## Your goal:
Beneath this task are records; print exactly the stretch of them from the line with "assert_eq!(signal.byte_order, ByteOrder::Little);" through the line with "TEMPS_MODULE M : 0|8@1+", both ends included.

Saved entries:
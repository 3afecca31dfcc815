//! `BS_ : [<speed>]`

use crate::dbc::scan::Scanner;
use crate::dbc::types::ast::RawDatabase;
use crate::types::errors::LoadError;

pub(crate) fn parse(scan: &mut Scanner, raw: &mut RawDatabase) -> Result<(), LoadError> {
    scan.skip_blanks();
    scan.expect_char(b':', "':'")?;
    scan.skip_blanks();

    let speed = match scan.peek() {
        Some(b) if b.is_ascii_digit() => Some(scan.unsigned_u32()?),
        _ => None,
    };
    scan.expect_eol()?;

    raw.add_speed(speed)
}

...

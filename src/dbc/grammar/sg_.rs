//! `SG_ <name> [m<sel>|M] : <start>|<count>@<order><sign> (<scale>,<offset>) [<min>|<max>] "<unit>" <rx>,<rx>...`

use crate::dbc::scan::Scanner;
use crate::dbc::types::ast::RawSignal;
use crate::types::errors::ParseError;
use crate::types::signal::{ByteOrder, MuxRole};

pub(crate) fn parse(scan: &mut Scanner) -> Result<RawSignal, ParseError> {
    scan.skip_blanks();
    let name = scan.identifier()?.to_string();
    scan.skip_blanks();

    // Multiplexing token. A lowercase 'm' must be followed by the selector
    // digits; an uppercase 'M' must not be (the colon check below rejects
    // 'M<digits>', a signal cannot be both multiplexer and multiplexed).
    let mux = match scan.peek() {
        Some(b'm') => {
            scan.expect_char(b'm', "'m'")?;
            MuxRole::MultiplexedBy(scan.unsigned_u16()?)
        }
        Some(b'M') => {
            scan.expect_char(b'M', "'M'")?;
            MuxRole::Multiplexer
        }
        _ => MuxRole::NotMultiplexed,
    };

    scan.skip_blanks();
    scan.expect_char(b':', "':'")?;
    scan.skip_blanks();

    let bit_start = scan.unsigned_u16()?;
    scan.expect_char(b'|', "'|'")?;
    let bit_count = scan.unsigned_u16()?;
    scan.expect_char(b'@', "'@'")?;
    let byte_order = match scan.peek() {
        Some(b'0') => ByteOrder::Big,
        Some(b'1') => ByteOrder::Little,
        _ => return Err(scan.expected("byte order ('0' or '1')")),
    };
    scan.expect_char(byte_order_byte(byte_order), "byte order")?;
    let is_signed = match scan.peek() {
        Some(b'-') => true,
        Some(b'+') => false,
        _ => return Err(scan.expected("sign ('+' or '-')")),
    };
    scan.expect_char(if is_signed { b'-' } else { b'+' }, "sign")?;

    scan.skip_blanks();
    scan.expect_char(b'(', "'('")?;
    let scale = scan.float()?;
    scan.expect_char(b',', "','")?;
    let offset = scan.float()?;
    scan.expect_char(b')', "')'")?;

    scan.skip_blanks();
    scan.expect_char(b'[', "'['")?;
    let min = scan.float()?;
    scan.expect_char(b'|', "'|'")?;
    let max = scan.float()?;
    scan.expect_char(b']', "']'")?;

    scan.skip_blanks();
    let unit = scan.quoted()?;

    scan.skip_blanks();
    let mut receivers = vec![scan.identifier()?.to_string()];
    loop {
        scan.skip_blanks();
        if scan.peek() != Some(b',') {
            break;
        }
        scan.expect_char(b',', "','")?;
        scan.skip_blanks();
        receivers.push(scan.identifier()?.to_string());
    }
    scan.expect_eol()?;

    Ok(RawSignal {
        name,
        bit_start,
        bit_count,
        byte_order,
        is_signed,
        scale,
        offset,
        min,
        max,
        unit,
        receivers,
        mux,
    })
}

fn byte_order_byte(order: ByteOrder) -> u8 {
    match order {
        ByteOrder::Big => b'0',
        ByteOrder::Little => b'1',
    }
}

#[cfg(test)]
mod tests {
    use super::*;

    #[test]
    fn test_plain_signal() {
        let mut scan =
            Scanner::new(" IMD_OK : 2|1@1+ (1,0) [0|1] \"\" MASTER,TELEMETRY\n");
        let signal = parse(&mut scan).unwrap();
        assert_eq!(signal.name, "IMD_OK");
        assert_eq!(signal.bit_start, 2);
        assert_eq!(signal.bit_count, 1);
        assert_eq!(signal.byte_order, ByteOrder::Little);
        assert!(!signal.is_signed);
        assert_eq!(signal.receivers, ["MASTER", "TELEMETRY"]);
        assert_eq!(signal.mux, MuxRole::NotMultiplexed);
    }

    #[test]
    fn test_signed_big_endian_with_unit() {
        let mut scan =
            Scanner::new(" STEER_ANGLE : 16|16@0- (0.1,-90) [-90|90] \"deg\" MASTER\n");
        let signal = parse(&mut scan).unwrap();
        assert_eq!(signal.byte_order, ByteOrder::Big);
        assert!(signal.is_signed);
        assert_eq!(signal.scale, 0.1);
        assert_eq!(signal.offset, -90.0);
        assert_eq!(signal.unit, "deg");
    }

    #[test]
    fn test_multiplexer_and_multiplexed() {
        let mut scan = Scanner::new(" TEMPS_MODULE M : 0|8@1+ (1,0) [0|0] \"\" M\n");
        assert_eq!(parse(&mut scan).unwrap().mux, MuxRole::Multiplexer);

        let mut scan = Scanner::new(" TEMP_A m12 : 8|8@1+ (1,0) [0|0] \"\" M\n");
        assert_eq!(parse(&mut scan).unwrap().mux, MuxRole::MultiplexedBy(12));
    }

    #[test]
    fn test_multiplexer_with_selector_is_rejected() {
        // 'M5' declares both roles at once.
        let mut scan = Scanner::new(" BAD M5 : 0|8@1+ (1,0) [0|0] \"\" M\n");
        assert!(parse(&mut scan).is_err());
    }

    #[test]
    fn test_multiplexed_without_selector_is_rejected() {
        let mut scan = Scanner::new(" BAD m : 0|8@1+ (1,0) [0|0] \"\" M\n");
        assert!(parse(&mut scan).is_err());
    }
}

## Result of the exercise:
        assert_eq!(signal.byte_order, ByteOrder::Little);
        assert!(!signal.is_signed);
        assert_eq!(signal.receivers, ["MASTER", "TELEMETRY"]);
        assert_eq!(signal.mux, MuxRole::NotMultiplexed);
    }

    #[test]
    fn test_signed_big_endian_with_unit() {
        let mut scan =
            Scanner::new(" STEER_ANGLE : 16|16@0- (0.1,-90) [-90|90] \"deg\" MASTER\n");
        let signal = parse(&mut scan).unwrap();
        assert_eq!(signal.byte_order, ByteOrder::Big);
        assert!(signal.is_signed);
        assert_eq!(signal.scale, 0.1);
        assert_eq!(signal.offset, -90.0);
        assert_eq!(signal.unit, "deg");
    }

    #[test]
    fn test_multiplexer_and_multiplexed() {
        let mut scan = Scanner::new(" TEMPS_MODULE M : 0|8@1+ (1,0) [0|0] \"\" M\n");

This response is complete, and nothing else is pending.